Der ältere Teil der Betreiberfamilie erinnert sich gut: In den Anfangsjahren wurde man von den Kolleginnen und Kollegen noch belächelt – vermutlich mit dem gleichen Blick, den man heute Menschen zuwirft, die noch ein Faxgerät besitzen. Doch wie so oft im Leben lag der Erfolg auf der Seite jener, die mutig gegen den Zeitgeist schwimmen, während alle anderen sich an der Eurosäule festklammern.
Denn in den ersten Jahren nach der Euro-Einführung zahlten tatsächlich rund 20 Prozent der Kundschaft mit D-Mark. Zwanzig Prozent! In einem Land, in dem man glaubt, die Leute würden ihr altes Geld längst in nostalgisch dekorierten Zigarrenkisten oder als Untersetzer zweckentfremdet aufbewahren. Manche brachten sogar Pfennige – jene niedlichen, bronzefarbenen Urzeitwesen der Geldgeschichte. Andere zauberten sorgfältig zusammengefaltete Scheine aus Kellerschubladen, Hosentaschen, die seit der Jahrtausendwende nicht mehr geöffnet wurden, oder aus den geheimen Beständen eines Großvaters, der das Euro-System vermutlich für eine europäische Verschwörung hielt.
Auch heute noch, mehr als 20 Jahre später, tauchen sie auf: Menschen, die tief im Keller auf irgendwelche alten Mäntel stoßen und in der Innentasche plötzlich einen vergessenen 20-Mark-Schein finden, begleitet von der unverwechselbaren Mischung aus Mottenkugeln und Nostalgie.

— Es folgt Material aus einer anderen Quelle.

use chrono::NaiveDate;

use crate::entry::{Entry, EntryStatus};
use crate::error::InvalidOccurrenceError;
use crate::matcher::matches;

/// Status that applies to the occurrence of `entry` on `date`.
///
/// Callers are expected to have confirmed the occurrence with
/// [`matches`] first; for one-off entries the base status is returned as is.
pub fn resolve_status(entry: &Entry, date: NaiveDate) -> EntryStatus {
    if !entry.is_recurring() {
        return entry.status;
    }
    entry
        .status_by_date
        .as_ref()
        .and_then(|overrides| overrides.get(&date))
        .copied()
        .unwrap_or_else(|| default_status(entry))
}

/// Pending status for a recurring occurrence nobody has acted on yet.
pub fn default_status(entry: &Entry) -> EntryStatus {
    if entry.kind.tracks_daily_status() {
        EntryStatus::Upcoming
    } else {
        entry.status
    }
}

/// Returns a copy of `entry` with the status of one occurrence replaced.
///
/// Recurring entries get a single `status_by_date` key written; one-off
/// entries get their base status replaced. Dates that are not occurrences are
/// refused without touching anything.
pub fn record_status(
    entry: &Entry,
    date: NaiveDate,
    status: EntryStatus,
) -> Result<Entry, InvalidOccurrenceError> {
    if !matches(entry, date) {
        return Err(InvalidOccurrenceError {
            entry_id: entry.id.clone(),
            date,
        });
    }

    let mut updated = entry.clone();
    if updated.is_recurring() {
        updated
            .status_by_date
            .get_or_insert_with(Default::default)
            .insert(date, status);
    } else {
        updated.status = status;
    }
    Ok(updated)
}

Und da es in Deutschland immer jemanden gibt, der Dinge wirklich zu Ende denkt, wird der Schein nicht etwa als sentimentales Erinnerungsstück behalten – nein, er wird am Weihnachtsmarkt mit einer Selbstverständlichkeit aufs Kassenbrett gelegt, als wäre 2001 gerade erst gewesen und „Modern Talking“ stünde wieder in den Charts.
Der absolute Höhepunkt: Ein 50-Mark-Schein, der jüngst tatsächlich den Besitzer wechselte. Ein Relikt aus einer Zeit, in der man für 50 Mark noch eine Tankfüllung bekam und nicht nur ein Drittel eines Adventsmarkt-Glühweins.
Und während überall sonst in Europa die Zahlungssysteme immer digitaler, schneller und verwirrender werden, steht dieser Stand in München wie ein trotziges kleines Monument der Bargeldromantik. Ein Ort, an dem Nostalgie und Wirtschaftssatire ineinanderfließen wie heißer Kakao und Schlagrahm.
Vielleicht ist es am Ende das Geheimnis seines Erfolgs: Hier zahlt man nicht nur für Süßwaren – man zahlt für ein kleines Stück Vergangenheit. Und das gibt’s nur gegen D-Mark. Natürlich.